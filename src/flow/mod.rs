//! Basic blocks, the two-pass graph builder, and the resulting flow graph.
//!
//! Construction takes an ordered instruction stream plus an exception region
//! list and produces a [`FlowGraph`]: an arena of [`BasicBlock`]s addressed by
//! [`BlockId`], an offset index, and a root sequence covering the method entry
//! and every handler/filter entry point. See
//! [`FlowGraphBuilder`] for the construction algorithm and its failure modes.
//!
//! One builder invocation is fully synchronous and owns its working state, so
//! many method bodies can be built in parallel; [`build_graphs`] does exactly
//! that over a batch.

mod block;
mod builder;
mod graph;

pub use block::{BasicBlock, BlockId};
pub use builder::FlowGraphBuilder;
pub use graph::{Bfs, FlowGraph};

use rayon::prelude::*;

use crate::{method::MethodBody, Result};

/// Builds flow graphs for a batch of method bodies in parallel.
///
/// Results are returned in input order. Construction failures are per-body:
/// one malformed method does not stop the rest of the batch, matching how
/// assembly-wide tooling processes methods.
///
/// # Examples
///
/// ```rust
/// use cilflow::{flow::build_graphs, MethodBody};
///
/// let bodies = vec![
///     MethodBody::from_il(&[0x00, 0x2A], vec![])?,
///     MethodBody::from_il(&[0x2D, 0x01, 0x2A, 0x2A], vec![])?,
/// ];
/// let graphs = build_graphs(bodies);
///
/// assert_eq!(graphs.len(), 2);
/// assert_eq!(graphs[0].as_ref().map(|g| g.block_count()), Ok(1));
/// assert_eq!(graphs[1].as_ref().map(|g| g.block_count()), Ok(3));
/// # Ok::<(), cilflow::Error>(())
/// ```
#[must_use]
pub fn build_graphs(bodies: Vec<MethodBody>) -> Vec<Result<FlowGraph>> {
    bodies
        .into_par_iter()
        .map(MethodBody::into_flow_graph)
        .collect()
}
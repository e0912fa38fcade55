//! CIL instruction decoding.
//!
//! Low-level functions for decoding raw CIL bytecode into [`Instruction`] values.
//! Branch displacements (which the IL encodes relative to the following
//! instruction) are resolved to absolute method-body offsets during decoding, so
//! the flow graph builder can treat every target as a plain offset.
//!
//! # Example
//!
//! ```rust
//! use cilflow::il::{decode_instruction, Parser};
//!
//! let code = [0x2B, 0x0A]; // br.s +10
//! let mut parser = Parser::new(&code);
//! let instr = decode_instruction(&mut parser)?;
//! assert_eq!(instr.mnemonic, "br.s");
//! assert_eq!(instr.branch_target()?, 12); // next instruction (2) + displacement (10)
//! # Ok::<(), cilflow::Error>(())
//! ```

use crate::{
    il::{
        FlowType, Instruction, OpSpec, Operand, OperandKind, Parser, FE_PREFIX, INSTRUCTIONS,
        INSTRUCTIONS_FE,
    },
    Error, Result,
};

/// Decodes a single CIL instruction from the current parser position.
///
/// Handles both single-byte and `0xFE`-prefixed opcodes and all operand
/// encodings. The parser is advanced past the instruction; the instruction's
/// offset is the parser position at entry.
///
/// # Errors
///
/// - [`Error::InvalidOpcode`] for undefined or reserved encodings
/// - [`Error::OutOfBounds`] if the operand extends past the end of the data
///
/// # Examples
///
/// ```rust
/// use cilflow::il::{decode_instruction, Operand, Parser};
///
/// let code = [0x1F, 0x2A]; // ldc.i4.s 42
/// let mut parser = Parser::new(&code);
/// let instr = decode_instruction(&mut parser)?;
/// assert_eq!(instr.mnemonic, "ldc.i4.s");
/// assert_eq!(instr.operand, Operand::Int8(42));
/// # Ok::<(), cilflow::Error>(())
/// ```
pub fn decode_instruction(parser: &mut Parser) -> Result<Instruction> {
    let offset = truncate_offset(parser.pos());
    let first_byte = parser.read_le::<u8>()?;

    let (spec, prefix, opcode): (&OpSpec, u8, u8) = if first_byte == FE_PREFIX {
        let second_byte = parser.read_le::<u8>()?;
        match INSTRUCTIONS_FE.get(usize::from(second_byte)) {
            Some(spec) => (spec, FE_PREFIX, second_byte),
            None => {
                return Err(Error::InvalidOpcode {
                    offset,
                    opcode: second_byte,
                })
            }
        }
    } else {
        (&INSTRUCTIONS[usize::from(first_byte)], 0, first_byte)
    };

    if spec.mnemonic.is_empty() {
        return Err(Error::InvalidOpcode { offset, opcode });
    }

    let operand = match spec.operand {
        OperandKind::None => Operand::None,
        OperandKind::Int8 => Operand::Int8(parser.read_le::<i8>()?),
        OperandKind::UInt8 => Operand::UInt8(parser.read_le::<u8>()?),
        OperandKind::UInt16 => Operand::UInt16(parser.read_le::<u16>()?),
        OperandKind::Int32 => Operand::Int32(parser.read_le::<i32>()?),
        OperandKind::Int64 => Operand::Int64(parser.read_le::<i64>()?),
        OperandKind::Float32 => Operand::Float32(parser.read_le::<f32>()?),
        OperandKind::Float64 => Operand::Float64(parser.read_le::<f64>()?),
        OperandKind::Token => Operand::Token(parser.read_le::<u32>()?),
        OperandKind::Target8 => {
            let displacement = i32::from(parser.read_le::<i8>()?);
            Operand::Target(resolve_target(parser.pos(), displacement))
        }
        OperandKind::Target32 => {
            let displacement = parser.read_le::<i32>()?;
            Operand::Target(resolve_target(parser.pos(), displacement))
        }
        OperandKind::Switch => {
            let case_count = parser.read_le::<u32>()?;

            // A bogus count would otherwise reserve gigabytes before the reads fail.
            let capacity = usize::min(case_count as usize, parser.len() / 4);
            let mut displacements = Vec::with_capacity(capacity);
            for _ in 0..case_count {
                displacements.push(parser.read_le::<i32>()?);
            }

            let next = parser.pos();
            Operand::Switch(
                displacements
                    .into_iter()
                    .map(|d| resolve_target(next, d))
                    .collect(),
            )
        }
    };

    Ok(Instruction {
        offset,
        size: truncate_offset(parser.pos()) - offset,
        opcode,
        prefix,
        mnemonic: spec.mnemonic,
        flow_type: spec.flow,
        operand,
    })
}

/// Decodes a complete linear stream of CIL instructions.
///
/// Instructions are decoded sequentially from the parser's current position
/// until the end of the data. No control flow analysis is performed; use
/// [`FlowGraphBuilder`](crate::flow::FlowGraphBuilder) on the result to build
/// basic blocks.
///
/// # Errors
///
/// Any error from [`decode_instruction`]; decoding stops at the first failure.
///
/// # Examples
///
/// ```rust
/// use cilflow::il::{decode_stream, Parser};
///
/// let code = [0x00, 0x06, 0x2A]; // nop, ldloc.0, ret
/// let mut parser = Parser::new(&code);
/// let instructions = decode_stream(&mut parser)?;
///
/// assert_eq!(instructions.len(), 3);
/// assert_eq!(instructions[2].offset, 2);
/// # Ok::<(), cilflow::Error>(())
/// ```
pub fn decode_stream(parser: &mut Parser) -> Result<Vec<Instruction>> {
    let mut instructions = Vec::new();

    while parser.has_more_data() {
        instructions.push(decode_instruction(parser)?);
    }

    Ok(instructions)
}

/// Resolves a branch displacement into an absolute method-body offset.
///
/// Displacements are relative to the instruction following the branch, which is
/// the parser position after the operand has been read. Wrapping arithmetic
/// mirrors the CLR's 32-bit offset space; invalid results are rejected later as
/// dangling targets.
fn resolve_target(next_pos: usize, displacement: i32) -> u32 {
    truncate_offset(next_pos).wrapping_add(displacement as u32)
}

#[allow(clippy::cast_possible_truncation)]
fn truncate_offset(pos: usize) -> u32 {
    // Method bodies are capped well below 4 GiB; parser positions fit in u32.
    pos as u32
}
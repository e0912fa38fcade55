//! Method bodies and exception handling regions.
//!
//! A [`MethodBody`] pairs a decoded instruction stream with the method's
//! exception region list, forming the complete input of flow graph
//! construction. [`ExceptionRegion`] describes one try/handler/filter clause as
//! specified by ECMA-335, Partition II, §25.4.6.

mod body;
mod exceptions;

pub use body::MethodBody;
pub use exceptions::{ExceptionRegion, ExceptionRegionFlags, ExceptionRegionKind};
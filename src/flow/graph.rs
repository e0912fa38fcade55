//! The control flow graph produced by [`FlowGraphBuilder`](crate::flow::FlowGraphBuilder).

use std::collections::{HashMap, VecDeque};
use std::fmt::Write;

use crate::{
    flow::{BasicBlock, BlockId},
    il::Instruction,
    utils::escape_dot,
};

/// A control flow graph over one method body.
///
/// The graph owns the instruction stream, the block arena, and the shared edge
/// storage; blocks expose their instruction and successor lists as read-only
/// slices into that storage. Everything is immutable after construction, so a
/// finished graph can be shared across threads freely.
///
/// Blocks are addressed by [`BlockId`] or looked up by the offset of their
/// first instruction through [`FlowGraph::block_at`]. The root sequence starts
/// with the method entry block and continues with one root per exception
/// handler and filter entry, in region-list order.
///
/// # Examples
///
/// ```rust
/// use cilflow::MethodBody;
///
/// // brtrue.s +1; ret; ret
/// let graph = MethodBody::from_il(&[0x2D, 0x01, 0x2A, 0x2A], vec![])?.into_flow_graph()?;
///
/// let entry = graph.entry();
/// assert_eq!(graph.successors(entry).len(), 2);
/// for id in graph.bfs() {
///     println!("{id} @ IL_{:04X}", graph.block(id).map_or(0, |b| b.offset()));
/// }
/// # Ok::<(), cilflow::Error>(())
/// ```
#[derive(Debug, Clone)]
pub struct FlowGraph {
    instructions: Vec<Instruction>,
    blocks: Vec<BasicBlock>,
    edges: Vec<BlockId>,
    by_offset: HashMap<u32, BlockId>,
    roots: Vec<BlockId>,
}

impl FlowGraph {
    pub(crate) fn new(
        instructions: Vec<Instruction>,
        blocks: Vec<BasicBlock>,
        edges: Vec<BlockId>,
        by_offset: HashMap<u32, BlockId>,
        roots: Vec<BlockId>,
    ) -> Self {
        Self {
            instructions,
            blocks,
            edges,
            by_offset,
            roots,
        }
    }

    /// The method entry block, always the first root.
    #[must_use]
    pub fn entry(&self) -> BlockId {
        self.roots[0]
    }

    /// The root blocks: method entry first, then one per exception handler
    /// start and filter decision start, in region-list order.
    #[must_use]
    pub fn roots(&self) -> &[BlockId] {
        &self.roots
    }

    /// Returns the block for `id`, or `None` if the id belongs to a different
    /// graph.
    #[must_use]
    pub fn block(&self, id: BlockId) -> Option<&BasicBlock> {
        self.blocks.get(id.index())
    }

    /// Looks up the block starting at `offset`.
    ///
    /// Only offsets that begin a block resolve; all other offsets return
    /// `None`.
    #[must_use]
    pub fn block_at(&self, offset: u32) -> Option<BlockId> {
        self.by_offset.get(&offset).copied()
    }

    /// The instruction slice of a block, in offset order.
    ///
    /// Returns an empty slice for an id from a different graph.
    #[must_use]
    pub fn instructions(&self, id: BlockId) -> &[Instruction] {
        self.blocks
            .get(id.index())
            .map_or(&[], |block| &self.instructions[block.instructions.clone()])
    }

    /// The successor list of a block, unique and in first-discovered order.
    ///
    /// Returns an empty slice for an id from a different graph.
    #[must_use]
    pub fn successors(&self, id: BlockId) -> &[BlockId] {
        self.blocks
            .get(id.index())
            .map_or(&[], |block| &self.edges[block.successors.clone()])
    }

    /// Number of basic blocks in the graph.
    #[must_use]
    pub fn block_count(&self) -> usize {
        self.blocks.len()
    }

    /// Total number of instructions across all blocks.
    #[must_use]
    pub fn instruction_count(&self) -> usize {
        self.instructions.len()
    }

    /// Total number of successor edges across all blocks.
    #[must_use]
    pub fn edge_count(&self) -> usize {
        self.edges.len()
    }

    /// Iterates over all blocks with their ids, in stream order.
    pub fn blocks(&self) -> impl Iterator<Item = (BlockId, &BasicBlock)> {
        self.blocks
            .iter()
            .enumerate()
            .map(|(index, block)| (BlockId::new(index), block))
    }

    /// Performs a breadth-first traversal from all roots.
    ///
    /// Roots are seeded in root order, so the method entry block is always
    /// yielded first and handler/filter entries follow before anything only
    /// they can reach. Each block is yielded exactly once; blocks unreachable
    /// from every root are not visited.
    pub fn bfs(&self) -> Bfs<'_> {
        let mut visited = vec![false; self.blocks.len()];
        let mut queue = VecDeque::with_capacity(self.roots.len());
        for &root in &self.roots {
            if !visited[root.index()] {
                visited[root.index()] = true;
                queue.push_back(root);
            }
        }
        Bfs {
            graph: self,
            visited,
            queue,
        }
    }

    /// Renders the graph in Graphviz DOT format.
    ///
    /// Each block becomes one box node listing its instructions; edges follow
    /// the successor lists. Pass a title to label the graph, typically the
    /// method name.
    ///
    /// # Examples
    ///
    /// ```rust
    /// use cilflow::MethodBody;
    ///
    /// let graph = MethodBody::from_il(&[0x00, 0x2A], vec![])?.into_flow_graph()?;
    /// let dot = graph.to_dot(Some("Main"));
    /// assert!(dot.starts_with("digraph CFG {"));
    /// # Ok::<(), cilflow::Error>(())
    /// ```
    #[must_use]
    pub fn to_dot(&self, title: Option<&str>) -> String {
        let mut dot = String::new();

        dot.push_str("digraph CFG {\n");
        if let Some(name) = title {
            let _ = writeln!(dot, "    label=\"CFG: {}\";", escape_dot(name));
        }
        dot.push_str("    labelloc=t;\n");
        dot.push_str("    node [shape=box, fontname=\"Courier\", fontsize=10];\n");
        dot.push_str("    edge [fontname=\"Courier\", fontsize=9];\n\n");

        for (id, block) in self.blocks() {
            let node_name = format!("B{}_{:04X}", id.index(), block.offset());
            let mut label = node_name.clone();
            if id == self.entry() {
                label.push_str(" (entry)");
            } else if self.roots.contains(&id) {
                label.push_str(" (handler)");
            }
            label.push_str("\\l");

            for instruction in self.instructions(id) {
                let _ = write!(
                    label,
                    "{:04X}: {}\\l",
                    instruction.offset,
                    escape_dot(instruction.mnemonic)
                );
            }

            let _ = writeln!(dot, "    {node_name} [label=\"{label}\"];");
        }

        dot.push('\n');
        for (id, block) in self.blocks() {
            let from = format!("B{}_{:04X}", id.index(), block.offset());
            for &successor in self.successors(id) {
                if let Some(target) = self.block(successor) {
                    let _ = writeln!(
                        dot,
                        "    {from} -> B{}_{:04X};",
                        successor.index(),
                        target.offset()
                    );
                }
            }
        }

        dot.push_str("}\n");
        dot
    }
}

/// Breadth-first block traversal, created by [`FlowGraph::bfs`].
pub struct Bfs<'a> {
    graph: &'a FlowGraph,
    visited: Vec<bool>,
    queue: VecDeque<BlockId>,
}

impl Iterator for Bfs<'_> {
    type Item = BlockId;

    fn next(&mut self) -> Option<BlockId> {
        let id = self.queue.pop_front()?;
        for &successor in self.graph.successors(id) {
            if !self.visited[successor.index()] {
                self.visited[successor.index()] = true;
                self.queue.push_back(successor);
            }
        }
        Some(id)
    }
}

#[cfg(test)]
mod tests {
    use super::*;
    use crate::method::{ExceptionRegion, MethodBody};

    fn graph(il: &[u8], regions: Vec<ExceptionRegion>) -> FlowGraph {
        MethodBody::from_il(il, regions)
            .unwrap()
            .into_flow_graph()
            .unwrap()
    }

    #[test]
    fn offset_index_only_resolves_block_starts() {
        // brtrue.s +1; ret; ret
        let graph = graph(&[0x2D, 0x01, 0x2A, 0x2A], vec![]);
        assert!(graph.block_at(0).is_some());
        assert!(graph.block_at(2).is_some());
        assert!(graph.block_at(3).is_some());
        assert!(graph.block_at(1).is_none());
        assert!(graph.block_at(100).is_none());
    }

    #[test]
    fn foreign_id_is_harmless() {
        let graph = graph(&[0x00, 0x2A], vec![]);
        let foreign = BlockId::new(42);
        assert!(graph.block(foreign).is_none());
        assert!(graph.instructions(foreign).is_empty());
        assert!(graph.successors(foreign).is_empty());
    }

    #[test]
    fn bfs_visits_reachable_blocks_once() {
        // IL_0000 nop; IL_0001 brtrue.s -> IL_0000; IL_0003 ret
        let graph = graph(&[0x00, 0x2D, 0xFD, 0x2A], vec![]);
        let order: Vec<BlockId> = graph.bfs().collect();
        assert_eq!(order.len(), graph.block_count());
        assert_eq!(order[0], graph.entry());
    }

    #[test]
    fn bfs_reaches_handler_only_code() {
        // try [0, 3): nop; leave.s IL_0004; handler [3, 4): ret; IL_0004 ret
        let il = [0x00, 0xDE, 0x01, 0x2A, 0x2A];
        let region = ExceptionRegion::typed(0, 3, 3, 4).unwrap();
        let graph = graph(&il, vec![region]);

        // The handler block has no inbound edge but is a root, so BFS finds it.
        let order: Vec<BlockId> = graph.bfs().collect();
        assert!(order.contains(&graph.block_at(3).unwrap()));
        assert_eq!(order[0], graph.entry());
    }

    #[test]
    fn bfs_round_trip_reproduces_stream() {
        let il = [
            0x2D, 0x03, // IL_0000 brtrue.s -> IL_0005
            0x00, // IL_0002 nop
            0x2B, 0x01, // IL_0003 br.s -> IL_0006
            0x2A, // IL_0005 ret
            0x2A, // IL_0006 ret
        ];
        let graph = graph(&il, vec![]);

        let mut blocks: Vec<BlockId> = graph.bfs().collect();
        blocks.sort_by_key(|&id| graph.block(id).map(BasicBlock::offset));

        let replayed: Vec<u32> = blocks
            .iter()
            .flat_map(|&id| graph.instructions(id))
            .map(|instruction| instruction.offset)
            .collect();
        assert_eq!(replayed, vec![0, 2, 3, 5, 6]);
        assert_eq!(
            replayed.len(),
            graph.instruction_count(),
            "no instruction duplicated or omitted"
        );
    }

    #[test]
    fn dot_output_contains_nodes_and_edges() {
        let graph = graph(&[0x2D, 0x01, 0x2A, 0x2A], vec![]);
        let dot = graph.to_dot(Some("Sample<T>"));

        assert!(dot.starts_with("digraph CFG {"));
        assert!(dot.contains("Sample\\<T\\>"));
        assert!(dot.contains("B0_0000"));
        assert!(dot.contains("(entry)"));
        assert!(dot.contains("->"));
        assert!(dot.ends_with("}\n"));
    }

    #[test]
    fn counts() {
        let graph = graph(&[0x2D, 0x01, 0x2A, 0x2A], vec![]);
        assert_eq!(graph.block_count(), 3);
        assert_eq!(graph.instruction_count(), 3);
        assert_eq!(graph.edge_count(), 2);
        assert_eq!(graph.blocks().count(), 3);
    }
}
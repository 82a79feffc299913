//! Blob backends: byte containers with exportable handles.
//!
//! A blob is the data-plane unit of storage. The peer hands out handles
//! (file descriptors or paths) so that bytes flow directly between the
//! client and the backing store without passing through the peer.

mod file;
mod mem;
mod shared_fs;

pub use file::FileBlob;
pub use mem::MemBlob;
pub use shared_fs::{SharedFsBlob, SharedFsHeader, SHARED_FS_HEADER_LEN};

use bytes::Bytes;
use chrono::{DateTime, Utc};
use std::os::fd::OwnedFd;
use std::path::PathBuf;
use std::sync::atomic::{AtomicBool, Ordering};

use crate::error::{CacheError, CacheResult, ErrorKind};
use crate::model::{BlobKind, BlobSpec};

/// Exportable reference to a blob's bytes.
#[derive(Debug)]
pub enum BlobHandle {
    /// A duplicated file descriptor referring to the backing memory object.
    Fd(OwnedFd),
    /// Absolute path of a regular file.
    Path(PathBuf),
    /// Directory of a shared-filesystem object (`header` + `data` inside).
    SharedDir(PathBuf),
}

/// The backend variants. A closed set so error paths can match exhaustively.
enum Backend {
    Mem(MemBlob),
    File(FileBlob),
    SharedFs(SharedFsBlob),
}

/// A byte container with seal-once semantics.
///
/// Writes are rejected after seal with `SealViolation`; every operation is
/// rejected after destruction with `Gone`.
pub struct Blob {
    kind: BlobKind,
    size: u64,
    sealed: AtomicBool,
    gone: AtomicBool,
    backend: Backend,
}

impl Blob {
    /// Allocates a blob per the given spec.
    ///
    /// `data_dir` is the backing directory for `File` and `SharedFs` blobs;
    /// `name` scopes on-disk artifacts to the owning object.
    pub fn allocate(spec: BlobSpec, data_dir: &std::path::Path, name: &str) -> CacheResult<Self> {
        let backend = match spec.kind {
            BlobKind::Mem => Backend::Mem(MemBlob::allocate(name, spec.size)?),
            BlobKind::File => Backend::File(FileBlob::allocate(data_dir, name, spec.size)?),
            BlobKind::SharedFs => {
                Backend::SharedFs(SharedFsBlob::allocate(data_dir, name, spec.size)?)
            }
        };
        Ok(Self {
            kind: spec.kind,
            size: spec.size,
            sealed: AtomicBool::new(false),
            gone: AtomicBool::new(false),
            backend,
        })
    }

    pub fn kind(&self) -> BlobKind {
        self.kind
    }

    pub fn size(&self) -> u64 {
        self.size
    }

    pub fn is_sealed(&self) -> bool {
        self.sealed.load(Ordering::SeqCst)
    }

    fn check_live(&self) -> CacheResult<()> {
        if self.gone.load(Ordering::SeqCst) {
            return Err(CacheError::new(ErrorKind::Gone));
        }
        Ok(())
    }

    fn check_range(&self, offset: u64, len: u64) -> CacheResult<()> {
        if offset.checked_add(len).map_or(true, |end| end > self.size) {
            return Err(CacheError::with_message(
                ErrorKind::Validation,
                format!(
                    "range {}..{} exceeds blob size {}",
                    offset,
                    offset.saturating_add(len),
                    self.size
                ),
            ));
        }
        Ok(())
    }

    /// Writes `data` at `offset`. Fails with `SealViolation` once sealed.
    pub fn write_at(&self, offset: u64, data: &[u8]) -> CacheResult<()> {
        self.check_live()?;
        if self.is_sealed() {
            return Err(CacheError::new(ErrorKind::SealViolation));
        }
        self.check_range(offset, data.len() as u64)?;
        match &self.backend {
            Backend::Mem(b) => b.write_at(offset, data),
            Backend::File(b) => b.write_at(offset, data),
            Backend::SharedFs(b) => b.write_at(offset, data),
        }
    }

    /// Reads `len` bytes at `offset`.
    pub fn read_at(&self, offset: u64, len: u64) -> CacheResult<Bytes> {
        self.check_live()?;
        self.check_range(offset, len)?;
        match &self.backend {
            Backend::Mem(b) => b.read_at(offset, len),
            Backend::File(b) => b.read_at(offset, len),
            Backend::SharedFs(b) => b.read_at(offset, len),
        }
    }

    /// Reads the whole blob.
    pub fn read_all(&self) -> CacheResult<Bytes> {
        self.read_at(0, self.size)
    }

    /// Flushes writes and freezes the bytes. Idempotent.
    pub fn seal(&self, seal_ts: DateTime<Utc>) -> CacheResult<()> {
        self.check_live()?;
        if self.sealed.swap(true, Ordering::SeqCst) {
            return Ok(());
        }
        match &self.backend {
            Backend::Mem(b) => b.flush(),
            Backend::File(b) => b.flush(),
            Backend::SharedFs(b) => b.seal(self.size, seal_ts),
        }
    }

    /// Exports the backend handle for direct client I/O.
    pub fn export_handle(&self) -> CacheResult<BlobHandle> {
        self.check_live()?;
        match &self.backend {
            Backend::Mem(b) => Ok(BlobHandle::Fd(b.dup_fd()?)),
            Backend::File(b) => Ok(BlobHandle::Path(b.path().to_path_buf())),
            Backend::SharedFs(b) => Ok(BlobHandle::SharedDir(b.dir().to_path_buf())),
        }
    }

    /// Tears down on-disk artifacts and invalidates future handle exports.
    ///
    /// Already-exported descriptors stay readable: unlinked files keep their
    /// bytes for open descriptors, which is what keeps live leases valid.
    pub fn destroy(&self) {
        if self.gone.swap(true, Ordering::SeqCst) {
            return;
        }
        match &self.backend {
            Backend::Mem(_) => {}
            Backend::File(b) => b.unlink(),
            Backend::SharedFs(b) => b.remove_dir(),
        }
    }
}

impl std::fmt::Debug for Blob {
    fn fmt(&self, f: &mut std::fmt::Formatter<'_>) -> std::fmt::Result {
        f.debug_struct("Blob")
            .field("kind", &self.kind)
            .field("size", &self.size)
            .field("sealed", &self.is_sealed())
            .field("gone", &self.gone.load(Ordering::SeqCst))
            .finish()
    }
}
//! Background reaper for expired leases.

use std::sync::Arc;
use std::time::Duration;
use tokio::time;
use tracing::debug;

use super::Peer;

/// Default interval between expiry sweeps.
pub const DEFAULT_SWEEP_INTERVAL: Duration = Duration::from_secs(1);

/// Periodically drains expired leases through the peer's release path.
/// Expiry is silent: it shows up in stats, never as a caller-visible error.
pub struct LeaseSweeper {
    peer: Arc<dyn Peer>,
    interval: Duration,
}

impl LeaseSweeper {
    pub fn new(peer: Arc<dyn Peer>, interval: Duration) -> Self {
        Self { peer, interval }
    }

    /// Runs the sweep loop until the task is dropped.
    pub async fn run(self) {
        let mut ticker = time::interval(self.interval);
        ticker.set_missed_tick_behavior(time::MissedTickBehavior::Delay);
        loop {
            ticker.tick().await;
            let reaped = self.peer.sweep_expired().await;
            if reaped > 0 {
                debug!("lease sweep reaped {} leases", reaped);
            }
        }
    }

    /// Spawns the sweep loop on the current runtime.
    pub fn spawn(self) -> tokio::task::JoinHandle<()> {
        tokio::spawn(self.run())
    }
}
+---+
> [Directions for this task]: The total of lines in the data that contain "tokio" is all you should give.

> [Solution]: 3